Lycoming Engines is a major American manufacturer of aircraft engines. With a factory in Williamsport, Pennsylvania, Lycoming produces a line of horizontally opposed, air-cooled, four, six and eight-cylinder engines including the only FAA-certified aerobatic and helicopter piston engines on the market.

The company has built more than 325,000 piston aircraft engines and powers more than half the world's general aviation fleet, both rotary and fixed wing. Lycoming is an operating division of Avco Corporation, itself a subsidiary of Textron.[1]


Sewing machines, bicycles and fashion[edit]

Demorest Manufacturing Company Machine

Lycoming dates its founding to 1845 by "Madame Ellen Curtis Demorest".[2] However, the early history of the company (especially prior to 1860) is unclear;[3] biographer Ishbel Ross notes that the marriage of Ellen Louise Curtis to William Jennings Demorest took place in 1858, somewhat later than the purported date of establishment of the company.[3] A few years later in New York, between c. 1860 and 1887, the Demorests published fashion magazines and operated the Demorest Fashion and Sewing-Machine Company (sometimes known as the Demorest Manufacturing Company).

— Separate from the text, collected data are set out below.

//! Symbol frequency counting.
//!
//! This is the first pass over the input.  The output is a list of leaf
//! frequencies sorted in ascending order, which is what the tree builder consumes.

use std::io::Read;
use crate::Error;
use super::symbols::SymbolReader;

/// number of symbols in the alphabet (7-bit)
pub const ALPHABET_SIZE: usize = 128;

/// A symbol paired with its probability of occurrence.
/// The symbol is `None` for the merged mass carried by internal tree nodes.
/// Lists of these are ordered by probability, equal probabilities keep the
/// order in which they were created.
#[derive(Clone,Copy,Debug,PartialEq)]
pub struct SymbolFrequency {
    symbol: Option<u8>,
    probability: f64
}

impl SymbolFrequency {
    pub fn leaf(symbol: u8,probability: f64) -> Self {
        Self {
            symbol: Some(symbol),
            probability
        }
    }
    pub fn internal(probability: f64) -> Self {
        Self {
            symbol: None,
            probability
        }
    }
    pub fn symbol(&self) -> Option<u8> {
        self.symbol
    }
    pub fn probability(&self) -> f64 {
        self.probability
    }
}

/// Occurrence counts for every symbol of the alphabet.
pub struct FrequencyTable {
    counts: [u64;ALPHABET_SIZE],
    /// symbols in the order they were first seen
    order: Vec<u8>,
    total: u64
}

impl Default for FrequencyTable {
    fn default() -> Self {
        Self::new()
    }
}

impl FrequencyTable {
    pub fn new() -> Self {
        Self {
            counts: [0;ALPHABET_SIZE],
            order: Vec::new(),
            total: 0
        }
    }
    /// count one occurrence of `symbol`
    pub fn add(&mut self,symbol: u8) -> Result<(),Error> {
        let idx = symbol as usize;
        if idx >= ALPHABET_SIZE {
            return Err(Error::InvalidSymbol(symbol));
        }
        if self.counts[idx] == 0 {
            self.order.push(symbol);
        }
        self.counts[idx] += 1;
        self.total += 1;
        Ok(())
    }
    /// Consume the whole stream, counting as we go.
    pub fn from_reader<R: Read>(reader: &mut SymbolReader<R>) -> Result<Self,Error> {
        let mut ans = Self::new();
        while reader.has_next()? {
            ans.add(reader.next_symbol()?)?;
        }
        log::debug!("counted {} symbols, {} distinct",ans.total,ans.order.len());
        Ok(ans)
    }
    /// Rebuild a table from `(symbol,count)` pairs given in first-occurrence order,
    /// as stored in a compressed file header.
    pub fn from_counts(entries: &[(u8,u64)]) -> Result<Self,Error> {
        let mut ans = Self::new();
        for (symbol,count) in entries {
            let idx = *symbol as usize;
            if idx >= ALPHABET_SIZE || *count == 0 || ans.counts[idx] != 0 {
                return Err(Error::FileFormatMismatch);
            }
            ans.counts[idx] = *count;
            ans.order.push(*symbol);
            ans.total += *count;
        }
        Ok(ans)
    }
    pub fn total(&self) -> u64 {
        self.total
    }
    pub fn count(&self,symbol: u8) -> u64 {
        match self.counts.get(symbol as usize) {
            Some(c) => *c,
            None => 0
        }
    }
    pub fn distinct(&self) -> usize {
        self.order.len()
    }
    /// `(symbol,count)` pairs with nonzero count, in first-occurrence order
    pub fn entries(&self) -> Vec<(u8,u64)> {
        self.order.iter().map(|s| (*s,self.counts[*s as usize])).collect()
    }
    /// Produce the ascending list of leaf frequencies used to build the tree.
    /// If only one symbol occurs, a zero probability neighbor is added so the tree
    /// has two leaves, and the real symbol gets a 1-bit code.
    pub fn sorted_list(&self) -> Result<Vec<SymbolFrequency>,Error> {
        if self.total == 0 {
            return Err(Error::EmptyInput);
        }
        let mut ans: Vec<SymbolFrequency> = self.order.iter()
            .map(|s| SymbolFrequency::leaf(*s,self.counts[*s as usize] as f64 / self.total as f64))
            .collect();
        if ans.len() == 1 {
            let extra = ((self.order[0] as usize + 1) % ALPHABET_SIZE) as u8;
            log::debug!("single symbol input, adding synthetic symbol {}",extra);
            ans.push(SymbolFrequency::leaf(extra,0.0));
        }
        // stable sort, ties stay in first-occurrence order
        ans.sort_by(|a,b| a.probability.total_cmp(&b.probability));
        Ok(ans)
    }
}

#[test]
fn sorted_ascending() {
    let mut table = FrequencyTable::new();
    for c in "aabbbcc".bytes() {
        table.add(c).expect("bad symbol");
    }
    let list = table.sorted_list().expect("empty");
    let symbols: Vec<Option<u8>> = list.iter().map(|f| f.symbol()).collect();
    assert_eq!(symbols,vec![Some(b'a'),Some(b'c'),Some(b'b')]);
    assert_eq!(list[0].probability(),2.0/7.0);
    assert_eq!(list[2].probability(),3.0/7.0);
    let sum: f64 = list.iter().map(|f| f.probability()).sum();
    assert!((sum - 1.0).abs() < 1e-12);
}

#[test]
fn ties_follow_first_occurrence() {
    let mut table = FrequencyTable::new();
    for c in "zyxxyz".bytes() {
        table.add(c).expect("bad symbol");
    }
    let symbols: Vec<Option<u8>> = table.sorted_list().expect("empty").iter().map(|f| f.symbol()).collect();
    assert_eq!(symbols,vec![Some(b'z'),Some(b'y'),Some(b'x')]);
}

#[test]
fn single_symbol_gets_neighbor() {
    let mut table = FrequencyTable::new();
    for c in "aaaa".bytes() {
        table.add(c).expect("bad symbol");
    }
    let list = table.sorted_list().expect("empty");
    assert_eq!(list,vec![SymbolFrequency::leaf(b'b',0.0),SymbolFrequency::leaf(b'a',1.0)]);
    // wraps at the top of the alphabet
    let mut table = FrequencyTable::new();
    table.add(127).expect("bad symbol");
    let list = table.sorted_list().expect("empty");
    assert_eq!(list[0].symbol(),Some(0));
}

#[test]
fn empty_and_invalid() {
    let table = FrequencyTable::new();
    assert!(matches!(table.sorted_list(),Err(Error::EmptyInput)));
    let mut table = FrequencyTable::new();
    assert!(matches!(table.add(200),Err(Error::InvalidSymbol(200))));
    assert!(matches!(FrequencyTable::from_counts(&[(b'a',1),(b'a',2)]),Err(Error::FileFormatMismatch)));
}

#[test]
fn counts_survive_rebuild() {
    let mut reader = SymbolReader::new("mississippi".as_bytes());
    let table = FrequencyTable::from_reader(&mut reader).expect("count failed");
    assert_eq!(table.entries(),vec![(b'm',1),(b'i',4),(b's',4),(b'p',2)]);
    let rebuilt = FrequencyTable::from_counts(&table.entries()).expect("rebuild failed");
    assert_eq!(rebuilt.total(),11);
    assert_eq!(rebuilt.sorted_list().expect("empty"),table.sorted_list().expect("empty"));
}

They produced "Madame Demorest" and "Bartlett & Demorest" sewing machines and sold Ellen Demorest's innovative paper patterns for dressmaking.[3] During this period, Ellen Demorest patented several fashion accessories,[4][5] while her husband patented improvements to sewing machines[3] and an apparatus for the vulcanization of rubber.[6][7]

A Demorest print advertisement

Around 1883, Gerrit S. Scofield & Frank M. Scofield (advertising agents from New York) bought the Demorest brand and the sewing machine business (the Demorests retained the magazine business), and constructed a factory in Williamsport, Pennsylvania (in Lycoming County).[3][8] At the urging of the newly established Williamsport Board of Trade, citizens invested US$100, 000 in the new manufacturing facility, which employed 250 people.[3] The factory produced 50 to 60 sewing machines per day.[9] With the development of the "New York Bicycle" in 1891 (designed by employee S. H. Ellis), the company diversified its product offerings.[3][9] Until the early 1900s, the factory produced sewing machines, bicycles, typewriters, opera chairs and other products.[2][3][9]

Engine manufacture[edit]

By 1907, the manufacture of sewing machines had become unprofitable for Demorest, and the company was sold and restructured as the Lycoming Foundry and Machine Company, shifting its focus toward automobile engine manufacture.[2][3] In 1910, the company supplied its first automobile engine to Velie,[10] and during the early post-World-War-I era, the company was a major supplier to Auburn (which produced the Auburn, Cord, and Duesenberg lines). By 1920, Lycoming was producing 60,000 engines a year, with a 2,000-strong workforce. To handle the capacity, a new foundry complex was built in Williamsport that year.[11] Eventually Lycoming became Auburn's principal supplier, and in 1927 Errett Lobban Cord bought the company,[10] placing it under his Auburn Manufacturing umbrella group. Among the engines Lycoming produced for Cord was an L-head straight-eight engine of 298.5 cu. in. displacement that produced 125 horsepower. This was used in the Cord L-29. Lycoming also produced a double overhead cam straight 8 used in the legendary Duesenberg J series. This powerplant produced 265 horsepower, six times the power of a contemporary Model A Ford. A supercharged version, generating 325 horsepower, was installed in the Duesenberg SJ and SSJ models.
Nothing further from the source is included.